--- Exercise requirements ---
Retype the records that follow, every line exactly as written.

--- Entries supplied ---

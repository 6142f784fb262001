use crate::error::Result;
use crate::float::Float;
use crate::opcode::{self, OpCode, UNUSED};

impl<F: Float> super::BytecodeTape<F> {
    /// Evaluate the tape at new inputs and return the output values.
    ///
    /// Leaves the tape untouched; see [`replay`](Self::replay) for the
    /// in-place variant.
    ///
    /// # Errors
    ///
    /// [`DimensionMismatch`](crate::Error::DimensionMismatch) if `x` has the
    /// wrong length; [`NonFiniteIntermediate`](crate::Error::NonFiniteIntermediate)
    /// if the NaN check is enabled and the sweep produces a non-finite entry.
    pub fn forward(&self, x: &[F]) -> Result<Vec<F>> {
        let mut buf = Vec::new();
        self.forward_into(x, &mut buf)?;
        Ok(self
            .output_indices
            .iter()
            .map(|&idx| buf[idx as usize])
            .collect())
    }

    /// Re-evaluate the tape at new inputs, overwriting the stored values.
    ///
    /// Afterwards [`output_values`](Self::output_values) reports the outputs
    /// at `x`.
    pub fn replay(&mut self, x: &[F]) -> Result<()> {
        let mut buf = Vec::new();
        self.forward_into(x, &mut buf)?;
        self.values = buf;
        Ok(())
    }

    /// Forward evaluation into an external buffer.
    ///
    /// Reads opcodes, constants, and argument indices from `self`, but writes
    /// computed values into `values_buf` instead of `self.values`. This allows
    /// concurrent evaluation of the same tape at different inputs without
    /// cloning.
    pub fn forward_into(&self, x: &[F], values_buf: &mut Vec<F>) -> Result<()> {
        self.check_inputs(x)?;

        let n = self.num_variables as usize;
        values_buf.clear();
        // Copy constant values from the tape, then overwrite inputs.
        values_buf.extend_from_slice(&self.values[..n]);
        values_buf[..x.len()].copy_from_slice(x);

        // Re-evaluate all non-Input, non-Const ops.
        for i in 0..self.opcodes.len() {
            match self.opcodes[i] {
                OpCode::Input | OpCode::Const => continue,
                op => {
                    let [a_idx, b_idx] = self.arg_indices[i];
                    let a = values_buf[a_idx as usize];
                    let b = if b_idx != UNUSED {
                        values_buf[b_idx as usize]
                    } else {
                        F::zero()
                    };
                    values_buf[i] = opcode::eval_forward(op, a, b);
                }
            }
        }

        if self.check_for_nan {
            self.validate_values(values_buf)?;
        }
        Ok(())
    }
}
//! `std::ops` implementations for [`Dual<F>`].

use std::ops::{Add, AddAssign, Div, DivAssign, Mul, MulAssign, Neg, Sub, SubAssign};

use crate::dual::Dual;
use crate::float::Float;

impl<F: Float> Add for Dual<F> {
    type Output = Self;
    #[inline]
    fn add(self, rhs: Self) -> Self {
        Dual {
            re: self.re + rhs.re,
            eps: self.eps + rhs.eps,
        }
    }
}

impl<F: Float> Sub for Dual<F> {
    type Output = Self;
    #[inline]
    fn sub(self, rhs: Self) -> Self {
        Dual {
            re: self.re - rhs.re,
            eps: self.eps - rhs.eps,
        }
    }
}

impl<F: Float> Mul for Dual<F> {
    type Output = Self;
    #[inline]
    fn mul(self, rhs: Self) -> Self {
        Dual {
            re: self.re * rhs.re,
            eps: self.re * rhs.eps + self.eps * rhs.re,
        }
    }
}

impl<F: Float> Div for Dual<F> {
    type Output = Self;
    #[inline]
    fn div(self, rhs: Self) -> Self {
        let inv = F::one() / rhs.re;
        Dual {
            re: self.re * inv,
            eps: (self.eps * rhs.re - self.re * rhs.eps) * inv * inv,
        }
    }
}

impl<F: Float> Neg for Dual<F> {
    type Output = Self;
    #[inline]
    fn neg(self) -> Self {
        Dual {
            re: -self.re,
            eps: -self.eps,
        }
    }
}

impl<F: Float> AddAssign for Dual<F> {
    #[inline]
    fn add_assign(&mut self, rhs: Self) {
        *self = *self + rhs;
    }
}

impl<F: Float> SubAssign for Dual<F> {
    #[inline]
    fn sub_assign(&mut self, rhs: Self) {
        *self = *self - rhs;
    }
}

impl<F: Float> MulAssign for Dual<F> {
    #[inline]
    fn mul_assign(&mut self, rhs: Self) {
        *self = *self * rhs;
    }
}

impl<F: Float> DivAssign for Dual<F> {
    #[inline]
    fn div_assign(&mut self, rhs: Self) {
        *self = *self / rhs;
    }
}

// Comparisons look at the primal only.
impl<F: Float> PartialEq for Dual<F> {
    #[inline]
    fn eq(&self, other: &Self) -> bool {
        self.re == other.re
    }
}

impl<F: Float> PartialOrd for Dual<F> {
    #[inline]
    fn partial_cmp(&self, other: &Self) -> Option<std::cmp::Ordering> {
        self.re.partial_cmp(&other.re)
    }
}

--- Response ---
repository 6142f784fb262001
use crate::error::Result;
use crate::float::Float;
use crate::opcode::{self, OpCode, UNUSED};

impl<F: Float> super::BytecodeTape<F> {
    /// Evaluate the tape at new inputs and return the output values.
    ///
    /// Leaves the tape untouched; see [`replay`](Self::replay) for the
    /// in-place variant.
    ///
    /// # Errors
    ///
    /// [`DimensionMismatch`](crate::Error::DimensionMismatch) if `x` has the
    /// wrong length; [`NonFiniteIntermediate`](crate::Error::NonFiniteIntermediate)
    /// if the NaN check is enabled and the sweep produces a non-finite entry.
    pub fn forward(&self, x: &[F]) -> Result<Vec<F>> {
        let mut buf = Vec::new();
        self.forward_into(x, &mut buf)?;
        Ok(self
            .output_indices
            .iter()
            .map(|&idx| buf[idx as usize])
            .collect())
    }

    /// Re-evaluate the tape at new inputs, overwriting the stored values.
    ///
    /// Afterwards [`output_values`](Self::output_values) reports the outputs
    /// at `x`.
    pub fn replay(&mut self, x: &[F]) -> Result<()> {
        let mut buf = Vec::new();
        self.forward_into(x, &mut buf)?;
        self.values = buf;
        Ok(())
    }

    /// Forward evaluation into an external buffer.
    ///
    /// Reads opcodes, constants, and argument indices from `self`, but writes
    /// computed values into `values_buf` instead of `self.values`. This allows
    /// concurrent evaluation of the same tape at different inputs without
    /// cloning.
    pub fn forward_into(&self, x: &[F], values_buf: &mut Vec<F>) -> Result<()> {
        self.check_inputs(x)?;

        let n = self.num_variables as usize;
        values_buf.clear();
        // Copy constant values from the tape, then overwrite inputs.
        values_buf.extend_from_slice(&self.values[..n]);
        values_buf[..x.len()].copy_from_slice(x);

        // Re-evaluate all non-Input, non-Const ops.
        for i in 0..self.opcodes.len() {
            match self.opcodes[i] {
                OpCode::Input | OpCode::Const => continue,
                op => {
                    let [a_idx, b_idx] = self.arg_indices[i];
                    let a = values_buf[a_idx as usize];
                    let b = if b_idx != UNUSED {
                        values_buf[b_idx as usize]
                    } else {
                        F::zero()
                    };
                    values_buf[i] = opcode::eval_forward(op, a, b);
                }
            }
        }

        if self.check_for_nan {
            self.validate_values(values_buf)?;
        }
        Ok(())
    }
}
//! `std::ops` implementations for [`Dual<F>`].

use std::ops::{Add, AddAssign, Div, DivAssign, Mul, MulAssign, Neg, Sub, SubAssign};

use crate::dual::Dual;
use crate::float::Float;

impl<F: Float> Add for Dual<F> {
    type Output = Self;
    #[inline]
    fn add(self, rhs: Self) -> Self {
        Dual {
            re: self.re + rhs.re,
            eps: self.eps + rhs.eps,
        }
    }
}

impl<F: Float> Sub for Dual<F> {
    type Output = Self;
    #[inline]
    fn sub(self, rhs: Self) -> Self {
        Dual {
            re: self.re - rhs.re,
            eps: self.eps - rhs.eps,
        }
    }
}

impl<F: Float> Mul for Dual<F> {
    type Output = Self;
    #[inline]
    fn mul(self, rhs: Self) -> Self {
        Dual {
            re: self.re * rhs.re,
            eps: self.re * rhs.eps + self.eps * rhs.re,
        }
    }
}

impl<F: Float> Div for Dual<F> {
    type Output = Self;
    #[inline]
    fn div(self, rhs: Self) -> Self {
        let inv = F::one() / rhs.re;
        Dual {
            re: self.re * inv,
            eps: (self.eps * rhs.re - self.re * rhs.eps) * inv * inv,
        }
    }
}

impl<F: Float> Neg for Dual<F> {
    type Output = Self;
    #[inline]
    fn neg(self) -> Self {
        Dual {
            re: -self.re,
            eps: -self.eps,
        }
    }
}

impl<F: Float> AddAssign for Dual<F> {
    #[inline]
    fn add_assign(&mut self, rhs: Self) {
        *self = *self + rhs;
    }
}

impl<F: Float> SubAssign for Dual<F> {
    #[inline]
    fn sub_assign(&mut self, rhs: Self) {
        *self = *self - rhs;
    }
}

impl<F: Float> MulAssign for Dual<F> {
    #[inline]
    fn mul_assign(&mut self, rhs: Self) {
        *self = *self * rhs;
    }
}

impl<F: Float> DivAssign for Dual<F> {
    #[inline]
    fn div_assign(&mut self, rhs: Self) {
        *self = *self / rhs;
    }
}

// Comparisons look at the primal only.
impl<F: Float> PartialEq for Dual<F> {
    #[inline]
    fn eq(&self, other: &Self) -> bool {
        self.re == other.re
    }
}

impl<F: Float> PartialOrd for Dual<F> {
    #[inline]
    fn partial_cmp(&self, other: &Self) -> Option<std::cmp::Ordering> {
        self.re.partial_cmp(&other.re)
    }
}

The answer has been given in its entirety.